(Items listed in a dataset):

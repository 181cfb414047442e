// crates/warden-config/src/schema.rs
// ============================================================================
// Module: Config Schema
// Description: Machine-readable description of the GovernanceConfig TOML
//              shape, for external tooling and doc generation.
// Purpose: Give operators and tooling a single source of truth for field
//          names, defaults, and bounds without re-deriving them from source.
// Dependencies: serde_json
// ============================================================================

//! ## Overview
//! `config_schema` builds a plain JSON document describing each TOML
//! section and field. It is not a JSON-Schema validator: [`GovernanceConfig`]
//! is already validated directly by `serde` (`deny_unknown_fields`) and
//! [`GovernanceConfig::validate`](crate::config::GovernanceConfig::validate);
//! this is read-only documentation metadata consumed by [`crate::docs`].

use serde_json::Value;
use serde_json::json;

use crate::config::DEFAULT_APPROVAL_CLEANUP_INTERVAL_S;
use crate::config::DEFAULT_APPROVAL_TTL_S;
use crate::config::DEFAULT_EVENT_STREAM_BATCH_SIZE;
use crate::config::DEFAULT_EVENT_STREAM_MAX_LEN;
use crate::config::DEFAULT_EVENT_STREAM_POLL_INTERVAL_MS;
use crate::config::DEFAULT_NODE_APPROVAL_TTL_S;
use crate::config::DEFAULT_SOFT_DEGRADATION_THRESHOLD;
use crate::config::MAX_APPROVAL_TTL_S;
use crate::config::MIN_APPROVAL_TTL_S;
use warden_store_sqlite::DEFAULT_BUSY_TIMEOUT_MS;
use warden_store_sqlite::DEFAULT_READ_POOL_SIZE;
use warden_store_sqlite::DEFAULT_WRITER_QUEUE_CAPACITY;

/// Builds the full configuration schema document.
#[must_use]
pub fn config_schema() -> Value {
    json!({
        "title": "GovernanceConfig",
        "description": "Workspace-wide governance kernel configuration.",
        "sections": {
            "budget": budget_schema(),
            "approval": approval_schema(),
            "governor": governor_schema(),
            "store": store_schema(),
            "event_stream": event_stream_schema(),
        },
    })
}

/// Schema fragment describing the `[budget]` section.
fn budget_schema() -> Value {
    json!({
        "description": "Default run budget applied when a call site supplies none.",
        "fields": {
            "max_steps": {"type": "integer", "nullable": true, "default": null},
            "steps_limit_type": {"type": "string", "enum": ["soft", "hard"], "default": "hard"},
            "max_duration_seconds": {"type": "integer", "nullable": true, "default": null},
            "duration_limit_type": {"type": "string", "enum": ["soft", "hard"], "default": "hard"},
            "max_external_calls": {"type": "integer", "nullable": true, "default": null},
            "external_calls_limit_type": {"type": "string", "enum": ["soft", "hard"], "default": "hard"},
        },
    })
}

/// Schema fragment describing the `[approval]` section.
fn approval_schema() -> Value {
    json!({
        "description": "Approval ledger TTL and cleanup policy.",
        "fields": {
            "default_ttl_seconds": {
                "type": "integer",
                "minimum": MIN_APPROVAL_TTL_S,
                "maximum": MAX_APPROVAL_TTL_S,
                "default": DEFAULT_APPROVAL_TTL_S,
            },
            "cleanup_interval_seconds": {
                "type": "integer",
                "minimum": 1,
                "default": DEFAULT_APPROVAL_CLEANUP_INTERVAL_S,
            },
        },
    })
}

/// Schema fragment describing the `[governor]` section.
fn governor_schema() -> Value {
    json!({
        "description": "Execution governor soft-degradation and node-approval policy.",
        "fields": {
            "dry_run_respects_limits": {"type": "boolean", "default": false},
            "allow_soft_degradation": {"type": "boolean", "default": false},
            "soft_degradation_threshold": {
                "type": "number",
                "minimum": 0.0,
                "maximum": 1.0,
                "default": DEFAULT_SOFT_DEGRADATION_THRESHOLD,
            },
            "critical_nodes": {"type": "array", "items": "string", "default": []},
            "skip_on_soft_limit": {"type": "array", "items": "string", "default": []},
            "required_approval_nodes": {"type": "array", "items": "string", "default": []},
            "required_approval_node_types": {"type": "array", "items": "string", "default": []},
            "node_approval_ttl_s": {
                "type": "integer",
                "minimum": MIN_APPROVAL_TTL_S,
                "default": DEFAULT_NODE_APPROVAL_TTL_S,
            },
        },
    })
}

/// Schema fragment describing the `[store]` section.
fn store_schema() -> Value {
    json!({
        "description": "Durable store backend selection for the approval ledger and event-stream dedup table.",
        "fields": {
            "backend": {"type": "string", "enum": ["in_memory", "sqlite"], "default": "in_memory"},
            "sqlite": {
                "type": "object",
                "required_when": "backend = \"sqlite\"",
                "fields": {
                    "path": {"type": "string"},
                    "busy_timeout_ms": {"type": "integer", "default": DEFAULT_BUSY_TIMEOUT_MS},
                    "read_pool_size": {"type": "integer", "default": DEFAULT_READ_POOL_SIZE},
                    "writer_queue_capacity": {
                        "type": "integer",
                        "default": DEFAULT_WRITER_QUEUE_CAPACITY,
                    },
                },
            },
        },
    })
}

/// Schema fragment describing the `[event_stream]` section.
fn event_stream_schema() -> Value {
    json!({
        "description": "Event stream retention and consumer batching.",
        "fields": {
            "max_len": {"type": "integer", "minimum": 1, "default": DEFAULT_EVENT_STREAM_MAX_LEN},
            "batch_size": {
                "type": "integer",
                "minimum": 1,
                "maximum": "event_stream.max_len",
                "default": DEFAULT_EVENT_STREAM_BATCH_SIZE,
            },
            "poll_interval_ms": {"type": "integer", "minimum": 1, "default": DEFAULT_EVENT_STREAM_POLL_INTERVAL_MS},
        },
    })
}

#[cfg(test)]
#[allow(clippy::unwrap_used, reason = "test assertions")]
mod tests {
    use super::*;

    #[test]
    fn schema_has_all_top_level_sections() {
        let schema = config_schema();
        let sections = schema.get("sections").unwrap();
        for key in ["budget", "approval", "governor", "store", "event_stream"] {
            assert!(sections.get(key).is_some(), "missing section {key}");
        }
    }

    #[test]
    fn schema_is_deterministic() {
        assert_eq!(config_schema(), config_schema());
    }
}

(What the task asks):
Each line in the entries above that includes the string "Value" should be extracted.

(Response to the task):
use serde_json::Value;
pub fn config_schema() -> Value {
fn budget_schema() -> Value {
fn approval_schema() -> Value {
fn governor_schema() -> Value {
fn store_schema() -> Value {
fn event_stream_schema() -> Value {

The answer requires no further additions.